Look in the material below for the line with "fn spec(name: &'static" and the line with "Euclidean-specific options together.", then set down exactly those two lines and all lines between, nothing more.

>>>

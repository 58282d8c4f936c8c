//! Default option schema shared by the Gaussian-process bandit family.

use serde::{Deserialize, Serialize};
use std::collections::BTreeMap;
use std::sync::OnceLock;

/// A plain option value.
#[derive(Debug, Clone, PartialEq, Serialize, Deserialize)]
#[serde(untagged)]
pub enum OptionValue {
    Null,
    Bool(bool),
    Int(i64),
    Float(f64),
    Str(String),
}

impl std::fmt::Display for OptionValue {
    fn fmt(&self, f: &mut std::fmt::Formatter<'_>) -> std::fmt::Result {
        match self {
            Self::Null => write!(f, "None"),
            Self::Bool(v) => write!(f, "{v}"),
            Self::Int(v) => write!(f, "{v}"),
            Self::Float(v) => write!(f, "{v}"),
            Self::Str(v) => write!(f, "{v}"),
        }
    }
}

impl From<&str> for OptionValue {
    fn from(value: &str) -> Self {
        Self::Str(value.to_string())
    }
}

impl From<bool> for OptionValue {
    fn from(value: bool) -> Self {
        Self::Bool(value)
    }
}

impl From<i64> for OptionValue {
    fn from(value: i64) -> Self {
        Self::Int(value)
    }
}

impl From<f64> for OptionValue {
    fn from(value: f64) -> Self {
        Self::Float(value)
    }
}

/// One entry of an option schema.
#[derive(Debug, Clone, PartialEq, Serialize)]
pub struct OptionSpec {
    pub name: &'static str,
    pub default: OptionValue,
    pub help: &'static str,
}

fn spec(name: &'static str, default: impl Into<OptionValue>, help: &'static str) -> OptionSpec {
    OptionSpec {
        name,
        default: default.into(),
        help,
    }
}

/// Option schema of Euclidean GP-bandit methods: bandit, GP and
/// Euclidean-specific options together.
pub fn gp_bandit_option_schema() -> &'static [OptionSpec] {
    static SCHEMA: OnceLock<Vec<OptionSpec>> = OnceLock::new();
    SCHEMA.get_or_init(|| {
        vec![
            // Bandit
            spec("acq", "default", "Acquisition(s) to use, separated by '-'."),
            spec("acq_probs", "adaptive", "How to choose between acquisitions."),
            spec("acq_opt_method", "default", "Optimizer for the acquisition."),
            spec("acq_opt_max_evals", -1i64, "Evaluation budget of the acquisition optimizer."),
            spec("handle_parallel", "halluc", "How to handle pending evaluations."),
            spec("init_capital", "default", "Capital spent on initialisation."),
            OptionSpec {
                name: "init_capital_frac",
                default: OptionValue::Null,
                help: "Fraction of capital spent on initialisation.",
            },
            spec("num_init_evals", 20i64, "Initial evaluations when no capital is given."),
            spec("build_new_model_every", 17i64, "Rebuild the model after this many steps."),
            spec(
                "perturb_thresh",
                1e-4,
                "Perturb a chosen point closer than this to an evaluated one.",
            ),
            spec("next_pt_std_thresh", 0.005, "Resample when the posterior std is below this."),
            spec("mode", "asy", "Synchronous ('syn') or asynchronous ('asy') dispatch."),
            // Gaussian process
            spec("kernel_type", "default", "Kernel of the GP."),
            spec("use_same_bandwidth", false, "Share one bandwidth across dimensions."),
            spec("mean_func_type", "tune", "Mean function of the GP."),
            spec("noise_var_type", "tune", "How to set the GP noise variance."),
            spec("hp_tune_criterion", "ml-post_sampling", "Hyper-parameter tuning criterion."),
            spec("hp_tune_max_evals", -1i64, "Evaluation budget for hyper-parameter tuning."),
            spec("ml_hp_tune_opt", "default", "Optimizer for marginal-likelihood tuning."),
            spec("post_hp_tune_method", "slice", "Sampler for posterior hyper-parameters."),
            spec("matern_nu", -1.0, "Matern smoothness; negative means tune."),
            spec("poly_order", 1i64, "Order of the polynomial kernel."),
            spec("esp_order", -1i64, "Order of the additive ESP kernel; negative means tune."),
            spec("esp_kernel_type", "se", "Base kernel of the ESP kernel."),
            // Euclidean specific
            spec("euc_init_method", "latin_hc", "Initialisation for Euclidean domains."),
        ]
    })
}

/// A fresh, independently owned copy of a schema's defaults.
pub fn load_options(schema: &[OptionSpec]) -> BTreeMap<String, OptionValue> {
    schema
        .iter()
        .map(|spec| (spec.name.to_string(), spec.default.clone()))
        .collect()
}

<<<

# Written reply
fn spec(name: &'static str, default: impl Into<OptionValue>, help: &'static str) -> OptionSpec {
    OptionSpec {
        name,
        default: default.into(),
        help,
    }
}

/// Option schema of Euclidean GP-bandit methods: bandit, GP and
/// Euclidean-specific options together.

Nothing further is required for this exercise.